Photo by Collin Richie

The Creatives: Nonprofit executive and Pilates instructor Lori Halvorson

LORI HALVORSON

Hometown: Willmar, Minnesota

Artistry: Pilates instructor and personal trainer, POPin Pilates; Senior VP and Executive Director, City Year Baton Rouge

Online: @popinpilates on Instagram, popinpilates.squarespace.com, cityyear.org


Building stability and core strength are important pursuits on the individual and community levels. Lori Halvorson is balancing both.

As a Peace Corps and Teach for America veteran, the Minnesota native serves as executive director of City Year Baton Rouge, supporting area students with valuable academic, workforce and interpersonal skills. But since the pandemic, Halvorson has helped hundreds on their fitness journeys, too, as the founder and instructor of POPin Pilates, which offers a variety of classes across the city—through BREC, the YMCA, her own virtual classes and free outdoor classes at Electric Depot.

“In the past, I’ve had a tumultuous personal relationship with my body and exercise, and that’s why all this is so important to me,” she says.

Pilates first reminded Halvorson of the ballet of her youth, and in 2010, not long after moving to downtown Baton Rouge, she was hooked. Using programs designed by fitness icon Cassey Ho, she remixes the classes with her personal playlists—1980s, Broadway, Motown and more.

“The way my brain works, I need a theme to keep motivated,” she says.

Five years in, the former social media holdout who never even had a Facebook account has now amassed nearly 100,000 Instagram followers through authentic and encouraging posts.

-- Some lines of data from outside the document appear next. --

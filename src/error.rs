use std::fmt;

use serde::Serialize;
use serde_json::Value as JsonValue;

/// Failure categories used for retry and presentation decisions.
#[derive(Clone, Copy, Debug, PartialEq, Eq, Hash, Serialize)]
#[serde(rename_all = "SCREAMING_SNAKE_CASE")]
pub enum ErrorKind {
    /// The host refused the connection or could not be resolved.
    ConnectionFailed,
    /// The attempt exceeded its timeout.
    Timeout,
    /// The connection broke mid-flight.
    NetworkError,
    Unauthorized,
    Forbidden,
    NotFound,
    /// The API rejected the request payload (HTTP 422).
    ValidationError,
    ActivationFailed,
    WebhookError,
    /// HTTP 500, 502 or 503.
    ServerError,
    /// Any other non-success status, or an undecodable success body.
    ApiError,
    Unknown,
}

impl ErrorKind {
    /// Stable machine-readable code, matching the serialized form.
    pub fn as_str(self) -> &'static str {
        match self {
            Self::ConnectionFailed => "CONNECTION_FAILED",
            Self::Timeout => "TIMEOUT",
            Self::NetworkError => "NETWORK_ERROR",
            Self::Unauthorized => "UNAUTHORIZED",
            Self::Forbidden => "FORBIDDEN",
            Self::NotFound => "NOT_FOUND",
            Self::ValidationError => "VALIDATION_ERROR",
            Self::ActivationFailed => "ACTIVATION_FAILED",
            Self::WebhookError => "WEBHOOK_ERROR",
            Self::ServerError => "SERVER_ERROR",
            Self::ApiError => "API_ERROR",
            Self::Unknown => "UNKNOWN",
        }
    }
}

impl fmt::Display for ErrorKind {
    fn fmt(&self, f: &mut fmt::Formatter<'_>) -> fmt::Result {
        f.write_str(self.as_str())
    }
}

/// Error type returned by this crate.
///
/// Every failure below the retry loop is normalized into this shape before a
/// retry decision is made, so callers only ever branch on [`ErrorKind`].
#[derive(Clone, Debug, PartialEq, Serialize, thiserror::Error)]
#[error("{kind}: {message}")]
pub struct N8nError {
    pub kind: ErrorKind,
    pub message: String,
    /// HTTP status code, when the failure came from a response.
    #[serde(skip_serializing_if = "Option::is_none")]
    pub status: Option<u16>,
    /// Suggested remediation for the caller.
    #[serde(skip_serializing_if = "Option::is_none")]
    pub hint: Option<String>,
    /// Opaque payload, e.g. the decoded body of a validation failure.
    #[serde(skip_serializing_if = "Option::is_none")]
    pub details: Option<JsonValue>,
}

impl N8nError {
    /// Creates an error with only a kind and a message.
    pub fn new(kind: ErrorKind, message: impl Into<String>) -> Self {
        Self {
            kind,
            message: message.into(),
            status: None,
            hint: None,
            details: None,
        }
    }

    /// Attaches the HTTP status code.
    pub fn with_status(mut self, status: u16) -> Self {
        self.status = Some(status);
        self
    }

    /// Attaches a remediation hint.
    pub fn with_hint(mut self, hint: impl Into<String>) -> Self {
        self.hint = Some(hint.into());
        self
    }

    /// Attaches an opaque detail payload.
    pub fn with_details(mut self, details: JsonValue) -> Self {
        self.details = Some(details);
        self
    }

    /// Re-labels a terminal error while keeping its message, status and details.
    pub(crate) fn rekind(mut self, kind: ErrorKind, hint: impl Into<String>) -> Self {
        self.kind = kind;
        self.hint = Some(hint.into());
        self
    }

    /// Renders the error as the JSON object handed to agent transports.
    pub fn to_json(&self) -> JsonValue {
        serde_json::to_value(self).unwrap_or_else(|_| {
            serde_json::json!({ "kind": self.kind.as_str(), "message": self.message })
        })
    }
}

/// Error returned when a client cannot be constructed.
#[derive(Debug, PartialEq, Eq, thiserror::Error)]
pub enum ConfigError {
    #[error("base URL must not be empty")]
    MissingBaseUrl,
    #[error("API key must not be empty")]
    MissingApiKey,
    #[error("API key contains characters not allowed in an HTTP header")]
    InvalidApiKey,
    /// A required environment variable is absent or blank.
    #[error("missing {0} environment variable")]
    MissingEnv(&'static str),
    #[error("invalid value for {name}: {value}")]
    InvalidEnv { name: &'static str, value: String },
}

#[cfg(test)]
mod tests {
    use serde_json::json;

    use super::{ErrorKind, N8nError};

    #[test]
    fn display_includes_kind_code() {
        let err = N8nError::new(ErrorKind::NotFound, "Workflow not found");
        assert_eq!(err.to_string(), "NOT_FOUND: Workflow not found");
    }

    #[test]
    fn to_json_omits_absent_fields() {
        let err = N8nError::new(ErrorKind::Timeout, "request timed out");
        assert_eq!(
            err.to_json(),
            json!({ "kind": "TIMEOUT", "message": "request timed out" })
        );
    }

    #[test]
    fn to_json_carries_status_hint_and_details() {
        let err = N8nError::new(ErrorKind::ValidationError, "bad")
            .with_status(422)
            .with_hint("fix it")
            .with_details(json!({ "field": "name" }));
        let value = err.to_json();
        assert_eq!(value["status"], 422);
        assert_eq!(value["hint"], "fix it");
        assert_eq!(value["details"]["field"], "name");
    }
}
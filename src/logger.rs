//! Logging capability handed to the client and the retry executor.

use std::fmt;
use std::sync::Arc;

/// Sink for diagnostic messages emitted by the call layer.
pub trait Logger: Send + Sync + fmt::Debug {
    fn debug(&self, message: &str);
    fn warn(&self, message: &str);
}

/// Forwards messages to `tracing` under the `n8n_http` target.
#[cfg(feature = "tracing")]
#[derive(Clone, Copy, Debug, Default)]
pub struct TracingLogger;

#[cfg(feature = "tracing")]
impl Logger for TracingLogger {
    fn debug(&self, message: &str) {
        tracing::debug!(target: "n8n_http", "{message}");
    }

    fn warn(&self, message: &str) {
        tracing::warn!(target: "n8n_http", "{message}");
    }
}

/// Discards everything.
#[derive(Clone, Copy, Debug, Default)]
pub struct NoopLogger;

impl Logger for NoopLogger {
    fn debug(&self, _message: &str) {}

    fn warn(&self, _message: &str) {}
}

pub(crate) fn default_logger() -> Arc<dyn Logger> {
    #[cfg(feature = "tracing")]
    {
        Arc::new(TracingLogger)
    }
    #[cfg(not(feature = "tracing"))]
    {
        Arc::new(NoopLogger)
    }
}
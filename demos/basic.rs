use n8n_http::{N8nClient, WorkflowListParams};

#[tokio::main]
async fn main() -> anyhow::Result<()> {
    let client = N8nClient::from_env()?;

    let page = client
        .list_workflows(&WorkflowListParams {
            active: Some(true),
            limit: Some(20),
            ..WorkflowListParams::default()
        })
        .await?;

    for workflow in &page.data {
        println!("{} {}", workflow["id"], workflow["name"]);
    }

    if let Some(first) = page.data.first().and_then(|workflow| workflow["id"].as_str()) {
        match client.get_workflow(first).await {
            Ok(workflow) => println!("{}", serde_json::to_string_pretty(&workflow)?),
            Err(err) => eprintln!("{}", err.to_json()),
        }
    }

    Ok(())
}
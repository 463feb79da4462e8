//! `n8n-http` is an async HTTP client for the n8n public REST API.
//!
//! Every call goes through one executor that adds the API key, enforces a
//! per-attempt timeout, classifies failures into [`N8nError`] and retries
//! transient ones with exponential backoff:
//! - [`N8nClient::execute`] for arbitrary endpoints
//! - typed wrappers such as [`N8nClient::list_workflows`] and
//!   [`N8nClient::activate_workflow`]

mod classify;
mod client;
mod decode;
mod error;
mod logger;
mod options;
mod request;
mod resources;
mod retry;
mod types;

pub use classify::{
    classify, classify_fault, classify_status, classify_transport, parse_error_body, Failure,
};
pub use client::{N8nClient, API_KEY_HEADER};
pub use error::{ConfigError, ErrorKind, N8nError};
#[cfg(feature = "tracing")]
pub use logger::TracingLogger;
pub use logger::{Logger, NoopLogger};
pub use options::ClientOptions;
pub use request::{Request, Scope};
pub use retry::{RetryExecutor, RetryPolicy};
pub use types::{ExecutionListParams, ExecutionStatus, Page, WorkflowListParams};

pub use reqwest::Method;

pub type Result<T> = std::result::Result<T, N8nError>;
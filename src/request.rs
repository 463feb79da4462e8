use std::time::Duration;

use reqwest::Method;
use serde::Serialize;
use serde_json::Value as JsonValue;

use crate::{ErrorKind, N8nError, Result};

/// Which URL prefix a request path is joined with.
#[derive(Clone, Copy, Debug, Default, Eq, PartialEq)]
pub enum Scope {
    /// Versioned public API: `{base}/api/v1{path}`.
    #[default]
    Api,
    /// Production webhooks: `{base}/webhook{path}`.
    Webhook,
}

impl Scope {
    pub(crate) fn prefix(self) -> &'static str {
        match self {
            Self::Api => "/api/v1",
            Self::Webhook => "/webhook",
        }
    }
}

/// Parameters of one outbound call.
#[derive(Clone, Debug, PartialEq)]
pub struct Request {
    pub method: Method,
    /// Path below the scope prefix, always starting with `/`.
    pub path: String,
    pub scope: Scope,
    pub query: Vec<(String, String)>,
    /// Extra headers; may override `Content-Type` but never the API key.
    pub headers: Vec<(String, String)>,
    pub body: Option<JsonValue>,
    /// Overrides the client's per-attempt timeout.
    pub timeout: Option<Duration>,
}

impl Request {
    /// Creates a request; a missing leading `/` is added to `path`.
    pub fn new(method: Method, path: impl Into<String>) -> Self {
        let path = path.into();
        let path = if path.starts_with('/') {
            path
        } else {
            format!("/{path}")
        };
        Self {
            method,
            path,
            scope: Scope::Api,
            query: Vec::new(),
            headers: Vec::new(),
            body: None,
            timeout: None,
        }
    }

    /// Creates a `GET` request.
    pub fn get(path: impl Into<String>) -> Self {
        Self::new(Method::GET, path)
    }

    /// Creates a `POST` request.
    pub fn post(path: impl Into<String>) -> Self {
        Self::new(Method::POST, path)
    }

    /// Creates a `PUT` request.
    pub fn put(path: impl Into<String>) -> Self {
        Self::new(Method::PUT, path)
    }

    /// Creates a `PATCH` request.
    pub fn patch(path: impl Into<String>) -> Self {
        Self::new(Method::PATCH, path)
    }

    /// Creates a `DELETE` request.
    pub fn delete(path: impl Into<String>) -> Self {
        Self::new(Method::DELETE, path)
    }

    /// Selects the URL prefix the path is joined with.
    pub fn scope(mut self, scope: Scope) -> Self {
        self.scope = scope;
        self
    }

    /// Appends a query-string pair.
    pub fn query(mut self, key: impl Into<String>, value: impl ToString) -> Self {
        self.query.push((key.into(), value.to_string()));
        self
    }

    /// Appends the query pair only when `value` is present.
    pub fn query_opt<V: ToString>(self, key: impl Into<String>, value: Option<V>) -> Self {
        match value {
            Some(value) => self.query(key, value),
            None => self,
        }
    }

    /// Adds a header, replacing any earlier value with the same name.
    pub fn header(mut self, name: impl Into<String>, value: impl Into<String>) -> Self {
        self.headers.push((name.into(), value.into()));
        self
    }

    /// Sets the JSON payload.
    pub fn body(mut self, body: JsonValue) -> Self {
        self.body = Some(body);
        self
    }

    /// Serializes `body` as the JSON payload.
    pub fn json<B: Serialize + ?Sized>(self, body: &B) -> Result<Self> {
        let value = serde_json::to_value(body).map_err(|err| {
            N8nError::new(
                ErrorKind::Unknown,
                format!("request body could not be serialized: {err}"),
            )
        })?;
        Ok(self.body(value))
    }

    /// Sets a per-attempt timeout for this request only.
    pub fn timeout(mut self, timeout: Duration) -> Self {
        self.timeout = Some(timeout);
        self
    }
}
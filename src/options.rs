use std::time::Duration;

use crate::RetryPolicy;

/// Configures HTTP timeout and retry behavior.
#[derive(Clone, Debug, Eq, PartialEq)]
pub struct ClientOptions {
    /// Per-attempt timeout in milliseconds.
    pub timeout_ms: u64,
    /// Maximum number of retries after the initial attempt.
    pub max_retries: u32,
    /// Base retry backoff in milliseconds (exponential strategy).
    pub retry_backoff_ms: u64,
    /// Upper bound for a single backoff wait in milliseconds.
    pub max_backoff_ms: u64,
}

impl ClientOptions {
    pub fn timeout(&self) -> Duration {
        Duration::from_millis(self.timeout_ms)
    }

    /// Retry policy derived from these options.
    pub fn retry_policy(&self) -> RetryPolicy {
        RetryPolicy {
            max_retries: self.max_retries,
            base_delay: Duration::from_millis(self.retry_backoff_ms),
            max_delay: Duration::from_millis(self.max_backoff_ms),
        }
    }
}

impl Default for ClientOptions {
    fn default() -> Self {
        Self {
            timeout_ms: 30_000,
            max_retries: 3,
            retry_backoff_ms: 1_000,
            max_backoff_ms: 10_000,
        }
    }
}
use serde::{Deserialize, Serialize};
use serde_json::Value as JsonValue;

/// One page of a cursor-paginated listing.
#[derive(Clone, Debug, PartialEq, Deserialize, Serialize)]
pub struct Page<T = JsonValue> {
    #[serde(default = "Vec::new")]
    pub data: Vec<T>,
    #[serde(default, rename = "nextCursor")]
    pub next_cursor: Option<String>,
}

/// Filters for listing workflows.
#[derive(Clone, Debug, Default, PartialEq, Eq)]
pub struct WorkflowListParams {
    pub active: Option<bool>,
    /// Comma-separated tag names.
    pub tags: Option<String>,
    pub name: Option<String>,
    pub limit: Option<u32>,
    pub cursor: Option<String>,
}

#[derive(Clone, Copy, Debug, PartialEq, Eq, Deserialize, Serialize)]
#[serde(rename_all = "lowercase")]
pub enum ExecutionStatus {
    Success,
    Error,
    Waiting,
}

impl ExecutionStatus {
    pub fn as_str(self) -> &'static str {
        match self {
            Self::Success => "success",
            Self::Error => "error",
            Self::Waiting => "waiting",
        }
    }
}

/// Filters for listing executions.
#[derive(Clone, Debug, Default, PartialEq, Eq)]
pub struct ExecutionListParams {
    pub workflow_id: Option<String>,
    pub status: Option<ExecutionStatus>,
    /// Include node input/output data in each execution.
    pub include_data: Option<bool>,
    pub limit: Option<u32>,
    pub cursor: Option<String>,
}

#[cfg(test)]
mod tests {
    use serde_json::json;

    use crate::Page;

    #[test]
    fn page_reads_next_cursor() {
        let page: Page = serde_json::from_value(json!({
            "data": [{ "id": "1" }],
            "nextCursor": "abc"
        }))
        .expect("must decode");
        assert_eq!(page.data.len(), 1);
        assert_eq!(page.next_cursor.as_deref(), Some("abc"));
    }

    #[test]
    fn page_tolerates_missing_fields() {
        let page: Page = serde_json::from_value(json!({})).expect("must decode");
        assert!(page.data.is_empty());
        assert!(page.next_cursor.is_none());
    }
}
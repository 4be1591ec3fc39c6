//! Ayrshare adapter: one authenticated JSON call to the social posting API

use async_trait::async_trait;
use instapost_domain::normalize::{find_id, snippet};
use instapost_domain::validate::format_instant;
use instapost_domain::{
    AyrshareRequest, Clock, Failure, PostError, PostResult, PostingAdapter, Provider,
    SystemClock,
};
use reqwest::Client;
use secrecy::ExposeSecret;
use serde::Serialize;
use std::sync::Arc;

use crate::credentials::Credential;
use crate::http;

const DEFAULT_BASE_URL: &str = "https://app.ayrshare.com";

/// Credential variable read when none is configured
pub const API_KEY_VAR: &str = "AYRSHARE_API_KEY";

/// Posts to Instagram through Ayrshare
pub struct AyrsharePublisher {
    client: Client,
    api_key: Credential,
    base_url: String,
    account: Option<String>,
    clock: Arc<dyn Clock>,
}

impl AyrsharePublisher {
    pub fn new(api_key: Credential) -> Self {
        Self::with_base_url(api_key, DEFAULT_BASE_URL)
    }

    pub fn with_base_url(api_key: Credential, base_url: impl Into<String>) -> Self {
        Self {
            client: http::build_client(),
            api_key,
            base_url: base_url.into(),
            account: None,
            clock: Arc::new(SystemClock),
        }
    }

    /// Account handle quoted in success messages
    pub fn with_account(mut self, account: impl Into<String>) -> Self {
        self.account = Some(account.into());
        self
    }

    pub fn with_clock(mut self, clock: Arc<dyn Clock>) -> Self {
        self.clock = clock;
        self
    }

    async fn publish(&self, request: &AyrshareRequest) -> Result<PostResult, Failure> {
        let post = request.validate(self.clock.now())?;
        let api_key = self.api_key.resolve()?;

        let payload = PostPayload {
            post: &post.text,
            platforms: ["instagram"],
            media_urls: post.media_url.as_deref().map(|url| vec![url]),
            schedule_date: post.schedule.map(format_instant),
        };

        let url = format!("{}/api/post", self.base_url);
        tracing::info!(
            provider = "ayrshare",
            scheduled = post.schedule.is_some(),
            has_media = post.media_url.is_some(),
            "Sending post"
        );

        let (body, raw) = http::call(
            Provider::Ayrshare,
            self.client
                .post(&url)
                .bearer_auth(api_key.expose_secret())
                .json(&payload),
        )
        .await?;

        let id = find_id(&body, &[&["id"], &["data", "id"], &["postIds", "0", "id"]])
            .ok_or_else(|| PostError::MalformedResponse(snippet(&raw)))?;

        let target = match &self.account {
            Some(account) => format!("Instagram {}", account),
            None => "Instagram".to_string(),
        };

        let result = match post.schedule {
            Some(at) => PostResult::success(
                Provider::Ayrshare,
                format!(
                    "Post scheduled successfully for {} at {:02}:{:02} UTC on {}",
                    at.date(),
                    at.hour(),
                    at.minute(),
                    target
                ),
                Some(id),
            )
            .scheduled_for(at),
            None => PostResult::success(
                Provider::Ayrshare,
                format!("Post published successfully to {}", target),
                Some(id),
            ),
        };

        if let Some(url) = find_id(&body, &[&["postIds", "0", "postUrl"], &["postUrl"]]) {
            return Ok(result.with_url(url).with_raw_response(raw));
        }
        Ok(result.with_raw_response(raw))
    }
}

#[derive(Serialize)]
#[serde(rename_all = "camelCase")]
struct PostPayload<'a> {
    post: &'a str,
    platforms: [&'static str; 1],
    #[serde(skip_serializing_if = "Option::is_none")]
    media_urls: Option<Vec<&'a str>>,
    #[serde(skip_serializing_if = "Option::is_none")]
    schedule_date: Option<String>,
}

#[async_trait]
impl PostingAdapter for AyrsharePublisher {
    type Request = AyrshareRequest;

    async fn post(&self, request: &AyrshareRequest) -> PostResult {
        match self.publish(request).await {
            Ok(result) => {
                tracing::info!(post_id = ?result.post_id, "Ayrshare accepted post");
                result
            }
            Err(failure) => PostResult::from_failure(Provider::Ayrshare, failure),
        }
    }

    fn provider(&self) -> Provider {
        Provider::Ayrshare
    }
}
#[cfg(test)]
mod tests {
    use super::*;
    use instapost_domain::{ErrorKind, FixedClock, Outcome};
    use time::macros::datetime;
    use wiremock::matchers::{body_string_contains, method, path, query_param};
    use wiremock::{Mock, MockServer, ResponseTemplate};

    fn publisher(server: &MockServer) -> BufferPublisher {
        BufferPublisher::with_base_url(
            Credential::fixed(ACCESS_TOKEN_VAR, SecretString::new("buf_token".into())),
            server.uri(),
            Arc::new(TokenBucket::unlimited()),
        )
        .with_clock(Arc::new(FixedClock(datetime!(2030-01-01 00:00:00 UTC))))
    }

    fn request() -> BufferRequest {
        BufferRequest {
            profile_id: "prof_ig".to_string(),
            text: "Hello Instagram".to_string(),
            ..Default::default()
        }
    }

    async fn mount_profiles(server: &MockServer) {
        Mock::given(method("GET"))
            .and(path("/1/profiles.json"))
            .and(query_param("access_token", "buf_token"))
            .respond_with(ResponseTemplate::new(200).set_body_json(serde_json::json!([
                {"id": "prof_ig", "service": "instagram", "formatted_username": "@brand"},
                {"id": "prof_tw", "service": "twitter", "formatted_username": "@brand_tw"}
            ])))
            .mount(server)
            .await;
    }

    #[tokio::test]
    async fn test_creates_update() {
        let mock_server = MockServer::start().await;
        mount_profiles(&mock_server).await;

        Mock::given(method("POST"))
            .and(path("/1/updates/create.json"))
            .and(body_string_contains("profile_ids%5B%5D=prof_ig"))
            .and(body_string_contains("text=Hello+Instagram"))
            .and(body_string_contains("top=false"))
            .respond_with(ResponseTemplate::new(200).set_body_json(serde_json::json!({
                "success": true,
                "updates": [{"id": "upd_1", "status": "buffer", "profile_service": "instagram"}]
            })))
            .expect(1)
            .mount(&mock_server)
            .await;

        let result = publisher(&mock_server).post(&request()).await;

        assert_eq!(result.outcome, Outcome::Success);
        assert_eq!(result.post_id.as_deref(), Some("upd_1"));
        assert_eq!(result.message, "Post successfully created in Buffer for @brand");
    }

    #[tokio::test]
    async fn test_posted_at_means_published() {
        let mock_server = MockServer::start().await;
        mount_profiles(&mock_server).await;

        Mock::given(method("POST"))
            .and(path("/1/updates/create.json"))
            .and(body_string_contains("scheduled_at=1907020800"))
            .respond_with(ResponseTemplate::new(200).set_body_json(serde_json::json!({
                "updates": [{"id": "upd_2", "posted_at": 1907020800}]
            })))
            .mount(&mock_server)
            .await;

        let mut req = request();
        req.scheduled_at = Some(1907020800);

        let result = publisher(&mock_server).post(&req).await;

        assert!(result.is_success());
        assert!(result.message.starts_with("Post successfully published to Instagram"));
        assert!(result.scheduled);
    }

    #[tokio::test]
    async fn test_unknown_profile_skips_posting() {
        let mock_server = MockServer::start().await;
        mount_profiles(&mock_server).await;

        Mock::given(method("POST"))
            .and(path("/1/updates/create.json"))
            .respond_with(ResponseTemplate::new(200))
            .expect(0)
            .mount(&mock_server)
            .await;

        let mut req = request();
        req.profile_id = "prof_missing".to_string();

        let result = publisher(&mock_server).post(&req).await;

        assert_eq!(result.error_kind(), Some(ErrorKind::Account));
        assert!(result.message.contains("prof_missing not found"));
        assert!(result.message.contains("prof_ig (@brand)"));
    }

    #[tokio::test]
    async fn test_non_instagram_profile_is_rejected() {
        let mock_server = MockServer::start().await;
        mount_profiles(&mock_server).await;

        let mut req = request();
        req.profile_id = "prof_tw".to_string();

        let result = publisher(&mock_server).post(&req).await;

        assert_eq!(result.error_kind(), Some(ErrorKind::Account));
        assert!(result.message.contains("service: twitter"));
    }

    #[tokio::test]
    async fn test_non_image_media_is_rejected() {
        let mock_server = MockServer::start().await;
        mount_profiles(&mock_server).await;

        Mock::given(method("HEAD"))
            .and(path("/page.html"))
            .respond_with(ResponseTemplate::new(200).insert_header("content-type", "text/html"))
            .mount(&mock_server)
            .await;
        Mock::given(method("POST"))
            .respond_with(ResponseTemplate::new(200))
            .expect(0)
            .mount(&mock_server)
            .await;

        let mut req = request();
        req.media = Some(format!("{}/page.html", mock_server.uri()));

        let result = publisher(&mock_server).post(&req).await;

        assert_eq!(result.error_kind(), Some(ErrorKind::Validation));
        assert!(result.message.contains("does not appear to be an image"));
    }

    #[tokio::test]
    async fn test_image_media_is_attached() {
        let mock_server = MockServer::start().await;
        mount_profiles(&mock_server).await;

        Mock::given(method("HEAD"))
            .and(path("/a.jpg"))
            .respond_with(ResponseTemplate::new(200).insert_header("content-type", "image/jpeg"))
            .mount(&mock_server)
            .await;
        Mock::given(method("POST"))
            .and(path("/1/updates/create.json"))
            .and(body_string_contains("media%5Blink%5D="))
            .respond_with(
                ResponseTemplate::new(200)
                    .set_body_json(serde_json::json!({"updates": [{"id": "upd_3"}]})),
            )
            .expect(1)
            .mount(&mock_server)
            .await;

        let mut req = request();
        req.media = Some(format!("{}/a.jpg", mock_server.uri()));

        let result = publisher(&mock_server).post(&req).await;

        assert!(result.is_success());
    }

    #[tokio::test]
    async fn test_rate_limited_names_cap() {
        let mock_server = MockServer::start().await;
        Mock::given(method("GET"))
            .and(path("/1/profiles.json"))
            .respond_with(ResponseTemplate::new(429))
            .mount(&mock_server)
            .await;

        let result = publisher(&mock_server).post(&request()).await;

        assert_eq!(result.error_kind(), Some(ErrorKind::RateLimit));
        assert!(result.message.contains("10 requests per minute"));
        assert_eq!(
            result.error.unwrap().suggestion.as_deref(),
            Some("Wait 60 seconds before trying again")
        );
    }

    #[tokio::test]
    async fn test_empty_updates_is_unexpected() {
        let mock_server = MockServer::start().await;
        mount_profiles(&mock_server).await;
        Mock::given(method("POST"))
            .and(path("/1/updates/create.json"))
            .respond_with(
                ResponseTemplate::new(200).set_body_json(serde_json::json!({"updates": []})),
            )
            .mount(&mock_server)
            .await;

        let result = publisher(&mock_server).post(&request()).await;

        assert_eq!(result.error_kind(), Some(ErrorKind::Unexpected));
    }

    fn spaced_publisher(server: &MockServer, limiter: Arc<TokenBucket>) -> BufferPublisher {
        BufferPublisher::with_base_url(
            Credential::fixed(ACCESS_TOKEN_VAR, SecretString::new("buf_token".into())),
            server.uri(),
            limiter,
        )
        .with_clock(Arc::new(FixedClock(datetime!(2030-01-01 00:00:00 UTC))))
    }

    #[tokio::test]
    async fn test_profile_lookup_and_create_each_take_a_token() {
        let mock_server = MockServer::start().await;
        mount_profiles(&mock_server).await;
        Mock::given(method("POST"))
            .and(path("/1/updates/create.json"))
            .respond_with(
                ResponseTemplate::new(200)
                    .set_body_json(serde_json::json!({"updates": [{"id": "upd_4"}]})),
            )
            .expect(1)
            .mount(&mock_server)
            .await;

        let spacing = Duration::from_millis(300);
        let publisher =
            spaced_publisher(&mock_server, Arc::new(TokenBucket::with_spacing(spacing)));

        let started = tokio::time::Instant::now();
        let result = publisher.post(&request()).await;

        assert!(result.is_success());
        assert!(
            started.elapsed() >= spacing,
            "create call was not spaced from the profile lookup: {:?}",
            started.elapsed()
        );
    }

    #[tokio::test]
    async fn test_profile_lookup_takes_a_shared_token() {
        let mock_server = MockServer::start().await;
        mount_profiles(&mock_server).await;

        let spacing = Duration::from_millis(300);
        let limiter = Arc::new(TokenBucket::with_spacing(spacing));
        let publisher = spaced_publisher(&mock_server, limiter.clone());

        let mut req = request();
        req.profile_id = "prof_missing".to_string();
        let result = publisher.post(&req).await;
        assert_eq!(result.error_kind(), Some(ErrorKind::Account));

        let started = tokio::time::Instant::now();
        limiter.acquire().await;
        assert!(started.elapsed() >= spacing / 2);
    }

    #[tokio::test]
    async fn test_past_schedule_makes_no_call() {
        let mock_server = MockServer::start().await;
        Mock::given(method("GET"))
            .respond_with(ResponseTemplate::new(200))
            .expect(0)
            .mount(&mock_server)
            .await;

        let mut req = request();
        req.scheduled_at = Some(1_000);

        let result = publisher(&mock_server).post(&req).await;

        assert_eq!(result.error_kind(), Some(ErrorKind::Validation));
        assert!(result.message.contains("must be in the future"));
    }
}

“There’s often a very narrow-minded view of what a fitness person is or looks like, and one of my main goals is to break down that idea,” Halvorson says. “Everyone can be creative in how they exercise, and we don’t have to look just like anyone else we see on social media.”

How can fitness lead to not just a better body but a healthier, more diverse community? Halvorson strives for that and hopes to own a studio one day that is proudly welcoming to all.

“Nonprofit life can be tough, and Pilates became a safe haven for me, and helped me to manage my day job better,” Halvorson says. “Having something outside of work that is really important to me and that I put energy into has added a perspective that I needed and an important balance.”

Halvorson loves helping cancer survivors, too, leading a special class through Cancer Services of Greater Baton Rouge. While her POPin Pilates has brought more balance to her life, she wants every class to remind its participants that no matter who they are, they all share a common core.

“So many of the messages out there right now are negative and against certain people just for being who they are,” Halvorson says. “So doing something that lets people know they have a right to stand up and be themselves in this moment, in a safe space we create together, is what motivates me.”